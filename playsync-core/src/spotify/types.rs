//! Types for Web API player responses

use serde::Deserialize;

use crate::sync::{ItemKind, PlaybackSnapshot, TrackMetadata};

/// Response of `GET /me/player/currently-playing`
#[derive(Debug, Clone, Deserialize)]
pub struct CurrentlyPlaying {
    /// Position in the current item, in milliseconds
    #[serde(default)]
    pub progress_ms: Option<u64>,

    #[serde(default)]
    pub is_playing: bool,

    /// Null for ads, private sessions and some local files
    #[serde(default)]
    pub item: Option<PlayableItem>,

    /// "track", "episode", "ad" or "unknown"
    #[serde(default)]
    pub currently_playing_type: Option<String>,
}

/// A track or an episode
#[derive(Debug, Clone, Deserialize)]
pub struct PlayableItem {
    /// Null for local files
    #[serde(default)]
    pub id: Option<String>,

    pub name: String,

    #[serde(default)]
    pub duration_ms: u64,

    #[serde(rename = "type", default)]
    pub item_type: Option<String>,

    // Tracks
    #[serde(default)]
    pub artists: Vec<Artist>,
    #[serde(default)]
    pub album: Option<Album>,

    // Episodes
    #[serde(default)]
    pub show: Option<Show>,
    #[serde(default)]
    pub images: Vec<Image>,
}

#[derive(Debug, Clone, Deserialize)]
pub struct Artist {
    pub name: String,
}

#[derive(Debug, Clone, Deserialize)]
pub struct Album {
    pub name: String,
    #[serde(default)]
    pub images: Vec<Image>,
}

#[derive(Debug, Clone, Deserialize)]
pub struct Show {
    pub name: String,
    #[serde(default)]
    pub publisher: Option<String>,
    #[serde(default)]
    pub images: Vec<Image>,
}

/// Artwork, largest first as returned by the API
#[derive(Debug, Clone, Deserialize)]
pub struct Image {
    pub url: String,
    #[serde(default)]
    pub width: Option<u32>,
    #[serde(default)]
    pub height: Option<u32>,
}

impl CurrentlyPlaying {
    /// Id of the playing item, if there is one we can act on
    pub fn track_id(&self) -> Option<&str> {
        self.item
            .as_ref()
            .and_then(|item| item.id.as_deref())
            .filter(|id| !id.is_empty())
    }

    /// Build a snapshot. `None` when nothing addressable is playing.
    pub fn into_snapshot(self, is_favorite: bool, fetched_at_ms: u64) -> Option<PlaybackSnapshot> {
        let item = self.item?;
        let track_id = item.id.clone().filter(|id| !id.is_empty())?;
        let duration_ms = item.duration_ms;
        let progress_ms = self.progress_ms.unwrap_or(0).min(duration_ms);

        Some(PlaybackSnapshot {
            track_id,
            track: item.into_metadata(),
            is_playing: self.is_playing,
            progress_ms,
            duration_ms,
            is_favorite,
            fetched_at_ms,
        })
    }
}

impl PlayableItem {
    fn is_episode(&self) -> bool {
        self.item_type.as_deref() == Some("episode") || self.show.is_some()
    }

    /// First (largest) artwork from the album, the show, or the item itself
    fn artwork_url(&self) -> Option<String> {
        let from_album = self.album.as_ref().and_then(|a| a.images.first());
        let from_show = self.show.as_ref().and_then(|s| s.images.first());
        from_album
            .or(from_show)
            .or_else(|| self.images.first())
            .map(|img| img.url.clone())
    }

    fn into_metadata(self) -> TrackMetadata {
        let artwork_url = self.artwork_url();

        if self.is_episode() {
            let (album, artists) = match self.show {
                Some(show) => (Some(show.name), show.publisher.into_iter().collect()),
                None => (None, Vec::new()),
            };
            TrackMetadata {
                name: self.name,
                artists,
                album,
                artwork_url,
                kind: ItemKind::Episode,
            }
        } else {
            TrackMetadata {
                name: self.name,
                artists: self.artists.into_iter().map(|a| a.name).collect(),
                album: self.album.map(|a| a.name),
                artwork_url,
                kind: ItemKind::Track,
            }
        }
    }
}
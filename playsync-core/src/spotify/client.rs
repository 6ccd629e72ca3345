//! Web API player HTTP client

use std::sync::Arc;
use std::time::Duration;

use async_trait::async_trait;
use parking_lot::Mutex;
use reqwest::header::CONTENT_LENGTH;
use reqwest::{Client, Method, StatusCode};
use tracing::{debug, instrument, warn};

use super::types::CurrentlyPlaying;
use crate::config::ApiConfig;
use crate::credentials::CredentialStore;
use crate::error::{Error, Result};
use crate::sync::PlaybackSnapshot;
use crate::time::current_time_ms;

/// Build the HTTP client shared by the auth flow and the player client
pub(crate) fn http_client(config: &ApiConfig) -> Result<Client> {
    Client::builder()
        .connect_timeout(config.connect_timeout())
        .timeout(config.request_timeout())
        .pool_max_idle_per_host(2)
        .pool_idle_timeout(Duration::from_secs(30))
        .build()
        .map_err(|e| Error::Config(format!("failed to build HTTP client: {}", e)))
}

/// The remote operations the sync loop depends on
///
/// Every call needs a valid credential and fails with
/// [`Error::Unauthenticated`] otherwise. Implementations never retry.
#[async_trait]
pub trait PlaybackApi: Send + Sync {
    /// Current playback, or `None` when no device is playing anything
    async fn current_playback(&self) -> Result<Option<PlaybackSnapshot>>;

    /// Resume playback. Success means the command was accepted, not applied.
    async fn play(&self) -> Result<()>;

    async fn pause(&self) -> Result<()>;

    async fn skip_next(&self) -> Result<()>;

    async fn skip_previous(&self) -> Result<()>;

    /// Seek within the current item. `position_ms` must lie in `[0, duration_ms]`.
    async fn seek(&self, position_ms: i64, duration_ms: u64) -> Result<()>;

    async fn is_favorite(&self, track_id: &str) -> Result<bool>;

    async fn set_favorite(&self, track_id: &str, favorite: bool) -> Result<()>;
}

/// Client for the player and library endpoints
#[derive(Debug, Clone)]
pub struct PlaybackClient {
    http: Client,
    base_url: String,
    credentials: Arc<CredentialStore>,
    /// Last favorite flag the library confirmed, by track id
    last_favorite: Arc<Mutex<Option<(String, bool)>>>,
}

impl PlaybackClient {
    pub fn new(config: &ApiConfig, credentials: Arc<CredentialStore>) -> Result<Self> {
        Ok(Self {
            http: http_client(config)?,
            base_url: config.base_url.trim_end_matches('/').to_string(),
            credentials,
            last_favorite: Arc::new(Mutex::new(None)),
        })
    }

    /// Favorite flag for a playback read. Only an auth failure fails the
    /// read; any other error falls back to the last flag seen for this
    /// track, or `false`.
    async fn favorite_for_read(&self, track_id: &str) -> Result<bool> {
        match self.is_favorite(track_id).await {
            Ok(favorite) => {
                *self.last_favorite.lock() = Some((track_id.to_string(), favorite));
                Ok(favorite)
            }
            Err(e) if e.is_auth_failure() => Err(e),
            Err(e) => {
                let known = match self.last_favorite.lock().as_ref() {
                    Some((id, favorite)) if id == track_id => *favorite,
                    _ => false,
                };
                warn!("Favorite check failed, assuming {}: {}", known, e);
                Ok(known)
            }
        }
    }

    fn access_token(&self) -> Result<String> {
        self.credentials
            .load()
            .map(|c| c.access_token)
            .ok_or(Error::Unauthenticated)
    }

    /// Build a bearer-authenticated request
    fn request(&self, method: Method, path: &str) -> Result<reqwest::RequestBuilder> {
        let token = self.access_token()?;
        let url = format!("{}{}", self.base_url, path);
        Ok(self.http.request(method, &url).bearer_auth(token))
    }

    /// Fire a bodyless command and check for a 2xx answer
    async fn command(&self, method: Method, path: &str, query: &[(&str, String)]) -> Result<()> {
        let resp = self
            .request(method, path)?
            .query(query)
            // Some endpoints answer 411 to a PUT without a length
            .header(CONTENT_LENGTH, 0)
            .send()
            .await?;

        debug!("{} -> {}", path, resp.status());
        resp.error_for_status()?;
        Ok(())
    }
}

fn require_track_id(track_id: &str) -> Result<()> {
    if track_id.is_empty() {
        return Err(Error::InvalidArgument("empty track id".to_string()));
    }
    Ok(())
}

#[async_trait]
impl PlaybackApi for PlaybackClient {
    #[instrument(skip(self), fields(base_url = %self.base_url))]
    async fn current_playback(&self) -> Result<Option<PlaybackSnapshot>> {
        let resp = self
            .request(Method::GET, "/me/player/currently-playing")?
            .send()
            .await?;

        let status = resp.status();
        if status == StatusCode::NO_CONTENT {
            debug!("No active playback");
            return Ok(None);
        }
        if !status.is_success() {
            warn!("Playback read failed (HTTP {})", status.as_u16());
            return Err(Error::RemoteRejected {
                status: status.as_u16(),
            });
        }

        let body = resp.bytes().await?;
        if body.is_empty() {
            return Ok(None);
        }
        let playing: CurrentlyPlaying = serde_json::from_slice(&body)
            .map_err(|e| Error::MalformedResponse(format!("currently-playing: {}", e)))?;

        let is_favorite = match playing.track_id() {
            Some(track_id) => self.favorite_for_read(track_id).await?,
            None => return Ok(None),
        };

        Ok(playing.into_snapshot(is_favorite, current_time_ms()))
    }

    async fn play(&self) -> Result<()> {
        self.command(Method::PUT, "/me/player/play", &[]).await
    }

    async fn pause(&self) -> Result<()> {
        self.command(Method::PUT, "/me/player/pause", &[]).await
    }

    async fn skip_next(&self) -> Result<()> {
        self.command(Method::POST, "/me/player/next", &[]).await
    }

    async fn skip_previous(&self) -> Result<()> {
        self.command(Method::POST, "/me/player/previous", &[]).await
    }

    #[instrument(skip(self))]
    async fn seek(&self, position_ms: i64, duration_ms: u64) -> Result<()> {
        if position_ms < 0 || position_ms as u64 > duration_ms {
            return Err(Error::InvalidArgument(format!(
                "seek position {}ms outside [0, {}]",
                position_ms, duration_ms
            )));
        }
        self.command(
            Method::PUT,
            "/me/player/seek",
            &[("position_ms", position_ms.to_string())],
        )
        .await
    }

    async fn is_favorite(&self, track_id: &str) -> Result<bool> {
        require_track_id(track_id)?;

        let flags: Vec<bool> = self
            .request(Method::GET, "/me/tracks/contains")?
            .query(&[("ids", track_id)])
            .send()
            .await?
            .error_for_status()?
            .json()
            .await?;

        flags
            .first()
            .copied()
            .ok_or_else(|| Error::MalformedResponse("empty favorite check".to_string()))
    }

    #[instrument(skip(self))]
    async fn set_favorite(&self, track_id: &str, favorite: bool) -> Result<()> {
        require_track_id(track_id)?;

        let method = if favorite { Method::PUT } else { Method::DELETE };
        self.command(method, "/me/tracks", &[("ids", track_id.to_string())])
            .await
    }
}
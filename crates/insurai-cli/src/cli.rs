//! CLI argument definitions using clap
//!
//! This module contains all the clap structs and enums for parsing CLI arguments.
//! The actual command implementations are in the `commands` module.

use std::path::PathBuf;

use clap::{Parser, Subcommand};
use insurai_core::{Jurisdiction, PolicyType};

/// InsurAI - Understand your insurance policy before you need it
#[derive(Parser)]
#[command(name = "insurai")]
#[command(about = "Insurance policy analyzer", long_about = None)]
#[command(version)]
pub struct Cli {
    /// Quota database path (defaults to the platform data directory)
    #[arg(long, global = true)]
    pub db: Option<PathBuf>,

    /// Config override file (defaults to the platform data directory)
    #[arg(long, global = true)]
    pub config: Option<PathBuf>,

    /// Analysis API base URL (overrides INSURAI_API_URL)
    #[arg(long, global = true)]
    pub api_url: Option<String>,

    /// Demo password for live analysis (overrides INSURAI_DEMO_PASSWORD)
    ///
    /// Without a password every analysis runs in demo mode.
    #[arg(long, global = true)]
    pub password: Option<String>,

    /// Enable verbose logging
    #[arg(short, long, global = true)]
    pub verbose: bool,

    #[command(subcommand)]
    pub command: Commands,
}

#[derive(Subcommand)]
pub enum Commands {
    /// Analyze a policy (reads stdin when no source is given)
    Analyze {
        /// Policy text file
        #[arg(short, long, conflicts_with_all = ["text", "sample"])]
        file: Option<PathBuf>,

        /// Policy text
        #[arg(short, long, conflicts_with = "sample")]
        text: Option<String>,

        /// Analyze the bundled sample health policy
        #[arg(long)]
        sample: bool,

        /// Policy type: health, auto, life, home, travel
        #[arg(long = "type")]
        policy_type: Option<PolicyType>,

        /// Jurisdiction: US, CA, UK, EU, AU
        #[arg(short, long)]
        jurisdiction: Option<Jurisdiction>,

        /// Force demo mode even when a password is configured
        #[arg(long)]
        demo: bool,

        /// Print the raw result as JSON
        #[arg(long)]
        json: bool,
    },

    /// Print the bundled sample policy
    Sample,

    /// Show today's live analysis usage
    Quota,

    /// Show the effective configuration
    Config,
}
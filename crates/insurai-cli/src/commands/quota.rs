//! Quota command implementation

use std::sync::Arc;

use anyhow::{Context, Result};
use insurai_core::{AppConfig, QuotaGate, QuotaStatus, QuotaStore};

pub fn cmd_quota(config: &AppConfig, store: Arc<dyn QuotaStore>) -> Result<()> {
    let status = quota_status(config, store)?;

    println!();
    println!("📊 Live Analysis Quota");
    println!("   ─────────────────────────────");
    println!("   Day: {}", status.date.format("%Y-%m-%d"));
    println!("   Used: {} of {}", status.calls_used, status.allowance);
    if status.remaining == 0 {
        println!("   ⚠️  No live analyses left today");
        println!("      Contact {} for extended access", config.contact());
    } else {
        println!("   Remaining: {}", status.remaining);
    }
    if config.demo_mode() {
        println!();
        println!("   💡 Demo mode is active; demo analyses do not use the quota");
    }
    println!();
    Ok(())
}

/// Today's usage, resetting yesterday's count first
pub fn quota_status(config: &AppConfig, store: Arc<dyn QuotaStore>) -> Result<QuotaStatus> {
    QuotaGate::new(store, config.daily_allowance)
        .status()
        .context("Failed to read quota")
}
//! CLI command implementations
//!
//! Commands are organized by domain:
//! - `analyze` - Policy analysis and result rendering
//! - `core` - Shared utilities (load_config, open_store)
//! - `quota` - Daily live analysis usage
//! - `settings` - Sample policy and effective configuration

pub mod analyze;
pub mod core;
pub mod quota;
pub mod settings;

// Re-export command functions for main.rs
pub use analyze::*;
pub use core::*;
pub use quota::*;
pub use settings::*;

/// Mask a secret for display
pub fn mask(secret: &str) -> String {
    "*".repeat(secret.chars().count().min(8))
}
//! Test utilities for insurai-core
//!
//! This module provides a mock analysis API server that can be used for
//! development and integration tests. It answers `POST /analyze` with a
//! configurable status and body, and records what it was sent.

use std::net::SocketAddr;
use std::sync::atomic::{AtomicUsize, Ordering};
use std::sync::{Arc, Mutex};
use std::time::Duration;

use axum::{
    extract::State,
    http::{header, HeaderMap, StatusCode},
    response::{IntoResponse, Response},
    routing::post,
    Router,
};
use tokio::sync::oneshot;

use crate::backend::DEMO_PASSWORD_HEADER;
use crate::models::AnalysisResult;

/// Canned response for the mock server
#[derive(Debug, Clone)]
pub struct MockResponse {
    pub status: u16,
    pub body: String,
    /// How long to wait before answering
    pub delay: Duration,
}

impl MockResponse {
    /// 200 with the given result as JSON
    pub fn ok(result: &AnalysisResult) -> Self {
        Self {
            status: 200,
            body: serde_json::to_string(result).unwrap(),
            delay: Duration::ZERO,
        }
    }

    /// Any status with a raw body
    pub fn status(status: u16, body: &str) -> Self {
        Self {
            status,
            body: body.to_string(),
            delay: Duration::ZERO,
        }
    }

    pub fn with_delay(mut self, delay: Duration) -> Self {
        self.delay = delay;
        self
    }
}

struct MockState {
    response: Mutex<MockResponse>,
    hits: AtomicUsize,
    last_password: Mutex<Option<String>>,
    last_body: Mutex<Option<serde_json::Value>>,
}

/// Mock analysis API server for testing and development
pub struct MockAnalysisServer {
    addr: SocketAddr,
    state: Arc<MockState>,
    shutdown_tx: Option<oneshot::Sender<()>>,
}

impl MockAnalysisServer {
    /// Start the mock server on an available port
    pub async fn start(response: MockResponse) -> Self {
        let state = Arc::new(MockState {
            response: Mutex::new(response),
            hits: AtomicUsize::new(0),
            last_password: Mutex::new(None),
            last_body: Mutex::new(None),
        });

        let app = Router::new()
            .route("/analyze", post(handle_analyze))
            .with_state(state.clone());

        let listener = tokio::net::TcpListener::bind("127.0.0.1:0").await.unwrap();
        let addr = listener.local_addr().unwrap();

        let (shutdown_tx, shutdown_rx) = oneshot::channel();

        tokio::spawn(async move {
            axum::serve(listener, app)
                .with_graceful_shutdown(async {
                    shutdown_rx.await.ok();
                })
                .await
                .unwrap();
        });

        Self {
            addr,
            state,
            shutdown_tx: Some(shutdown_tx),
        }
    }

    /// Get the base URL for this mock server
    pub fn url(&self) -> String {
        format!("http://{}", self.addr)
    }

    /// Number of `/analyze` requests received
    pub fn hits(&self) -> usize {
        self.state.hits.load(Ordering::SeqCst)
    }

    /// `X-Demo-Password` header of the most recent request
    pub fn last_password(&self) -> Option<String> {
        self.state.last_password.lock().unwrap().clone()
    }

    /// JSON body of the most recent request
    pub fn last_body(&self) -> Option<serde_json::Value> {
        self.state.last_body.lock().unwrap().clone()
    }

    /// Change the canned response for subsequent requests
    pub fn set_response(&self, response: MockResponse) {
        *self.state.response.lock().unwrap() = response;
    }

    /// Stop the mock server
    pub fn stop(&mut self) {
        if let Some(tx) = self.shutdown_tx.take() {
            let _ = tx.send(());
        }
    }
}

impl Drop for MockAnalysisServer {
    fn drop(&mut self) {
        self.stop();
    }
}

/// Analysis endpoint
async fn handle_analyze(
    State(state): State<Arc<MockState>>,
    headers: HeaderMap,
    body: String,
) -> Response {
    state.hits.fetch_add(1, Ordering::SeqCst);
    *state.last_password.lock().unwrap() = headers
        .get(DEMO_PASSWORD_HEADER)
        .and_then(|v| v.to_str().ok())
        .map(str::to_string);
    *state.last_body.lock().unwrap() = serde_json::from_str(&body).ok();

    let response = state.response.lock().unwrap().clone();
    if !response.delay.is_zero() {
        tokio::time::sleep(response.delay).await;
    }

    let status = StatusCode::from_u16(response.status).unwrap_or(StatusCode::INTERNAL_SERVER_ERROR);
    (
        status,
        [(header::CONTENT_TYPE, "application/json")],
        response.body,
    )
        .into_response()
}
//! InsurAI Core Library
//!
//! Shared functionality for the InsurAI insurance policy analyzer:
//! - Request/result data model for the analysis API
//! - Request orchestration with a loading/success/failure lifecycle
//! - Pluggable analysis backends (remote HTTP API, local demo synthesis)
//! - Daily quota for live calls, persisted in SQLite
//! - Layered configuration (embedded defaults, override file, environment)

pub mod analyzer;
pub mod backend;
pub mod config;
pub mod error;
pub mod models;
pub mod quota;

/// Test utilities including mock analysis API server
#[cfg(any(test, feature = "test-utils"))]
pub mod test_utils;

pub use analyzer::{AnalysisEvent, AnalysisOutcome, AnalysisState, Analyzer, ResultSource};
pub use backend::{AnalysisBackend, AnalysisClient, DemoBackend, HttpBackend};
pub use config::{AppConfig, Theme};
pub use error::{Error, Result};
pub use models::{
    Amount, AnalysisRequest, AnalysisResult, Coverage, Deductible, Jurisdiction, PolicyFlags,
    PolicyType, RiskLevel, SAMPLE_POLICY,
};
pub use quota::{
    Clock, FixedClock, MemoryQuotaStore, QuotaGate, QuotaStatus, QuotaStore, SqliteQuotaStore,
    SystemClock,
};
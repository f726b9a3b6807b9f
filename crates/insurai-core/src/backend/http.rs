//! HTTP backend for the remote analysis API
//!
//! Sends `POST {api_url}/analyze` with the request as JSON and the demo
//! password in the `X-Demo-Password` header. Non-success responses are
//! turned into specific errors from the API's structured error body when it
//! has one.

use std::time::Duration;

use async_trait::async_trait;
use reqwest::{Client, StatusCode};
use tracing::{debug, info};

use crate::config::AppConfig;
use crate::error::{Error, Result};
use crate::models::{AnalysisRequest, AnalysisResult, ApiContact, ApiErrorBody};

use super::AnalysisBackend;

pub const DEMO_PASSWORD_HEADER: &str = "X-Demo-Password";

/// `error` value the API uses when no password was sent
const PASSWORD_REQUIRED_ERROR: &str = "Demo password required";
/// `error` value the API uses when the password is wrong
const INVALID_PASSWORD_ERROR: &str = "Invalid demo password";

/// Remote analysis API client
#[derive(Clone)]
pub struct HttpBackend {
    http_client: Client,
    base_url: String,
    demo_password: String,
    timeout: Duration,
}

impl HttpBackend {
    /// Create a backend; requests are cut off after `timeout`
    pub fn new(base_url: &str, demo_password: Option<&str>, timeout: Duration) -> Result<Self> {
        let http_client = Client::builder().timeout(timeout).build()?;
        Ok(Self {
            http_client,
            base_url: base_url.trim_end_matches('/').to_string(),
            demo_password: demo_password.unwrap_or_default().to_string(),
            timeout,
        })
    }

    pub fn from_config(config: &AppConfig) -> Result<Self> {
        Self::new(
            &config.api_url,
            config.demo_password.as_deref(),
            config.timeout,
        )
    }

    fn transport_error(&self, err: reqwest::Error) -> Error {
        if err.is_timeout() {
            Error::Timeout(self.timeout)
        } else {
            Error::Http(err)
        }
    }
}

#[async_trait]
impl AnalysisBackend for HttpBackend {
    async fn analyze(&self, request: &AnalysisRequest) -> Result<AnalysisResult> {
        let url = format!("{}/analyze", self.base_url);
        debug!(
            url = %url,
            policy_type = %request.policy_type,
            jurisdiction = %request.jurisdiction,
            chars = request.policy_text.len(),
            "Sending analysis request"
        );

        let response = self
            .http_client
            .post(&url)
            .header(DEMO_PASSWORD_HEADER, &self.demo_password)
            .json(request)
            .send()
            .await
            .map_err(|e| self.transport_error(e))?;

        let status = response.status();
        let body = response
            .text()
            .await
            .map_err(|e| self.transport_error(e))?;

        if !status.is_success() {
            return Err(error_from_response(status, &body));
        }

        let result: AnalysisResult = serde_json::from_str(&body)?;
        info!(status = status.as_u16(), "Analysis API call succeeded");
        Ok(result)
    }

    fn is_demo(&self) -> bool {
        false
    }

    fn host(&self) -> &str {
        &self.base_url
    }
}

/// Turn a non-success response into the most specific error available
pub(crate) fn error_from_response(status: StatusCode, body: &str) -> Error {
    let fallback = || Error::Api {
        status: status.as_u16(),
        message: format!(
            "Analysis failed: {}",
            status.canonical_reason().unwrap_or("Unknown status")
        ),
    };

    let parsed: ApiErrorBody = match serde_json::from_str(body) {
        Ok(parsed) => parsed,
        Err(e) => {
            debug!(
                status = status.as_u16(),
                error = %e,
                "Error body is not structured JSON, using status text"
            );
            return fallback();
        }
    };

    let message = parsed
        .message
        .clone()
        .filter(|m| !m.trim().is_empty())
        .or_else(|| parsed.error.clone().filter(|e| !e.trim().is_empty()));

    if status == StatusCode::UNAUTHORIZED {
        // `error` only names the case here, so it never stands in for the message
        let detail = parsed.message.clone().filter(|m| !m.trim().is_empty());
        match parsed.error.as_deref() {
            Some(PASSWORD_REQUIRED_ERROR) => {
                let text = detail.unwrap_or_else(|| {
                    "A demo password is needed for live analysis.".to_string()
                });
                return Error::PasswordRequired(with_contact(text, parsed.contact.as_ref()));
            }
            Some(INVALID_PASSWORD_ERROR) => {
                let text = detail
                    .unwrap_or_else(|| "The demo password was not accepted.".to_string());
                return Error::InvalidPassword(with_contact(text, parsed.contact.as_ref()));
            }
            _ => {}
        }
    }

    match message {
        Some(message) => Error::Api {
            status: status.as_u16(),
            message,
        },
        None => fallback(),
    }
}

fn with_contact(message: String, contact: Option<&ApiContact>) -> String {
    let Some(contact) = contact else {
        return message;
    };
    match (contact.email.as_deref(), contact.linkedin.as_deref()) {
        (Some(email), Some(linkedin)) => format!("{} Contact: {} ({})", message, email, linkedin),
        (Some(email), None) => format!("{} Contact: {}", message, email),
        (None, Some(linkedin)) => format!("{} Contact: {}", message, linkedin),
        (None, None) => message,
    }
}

INSTRUCTIONS FOR THE TASK ::
Reproduce every line in the data that has the word "settings" in it.

EXPECTED OUTPUT ::
//! - `settings` - Sample policy and effective configuration
pub mod settings;
pub use settings::*;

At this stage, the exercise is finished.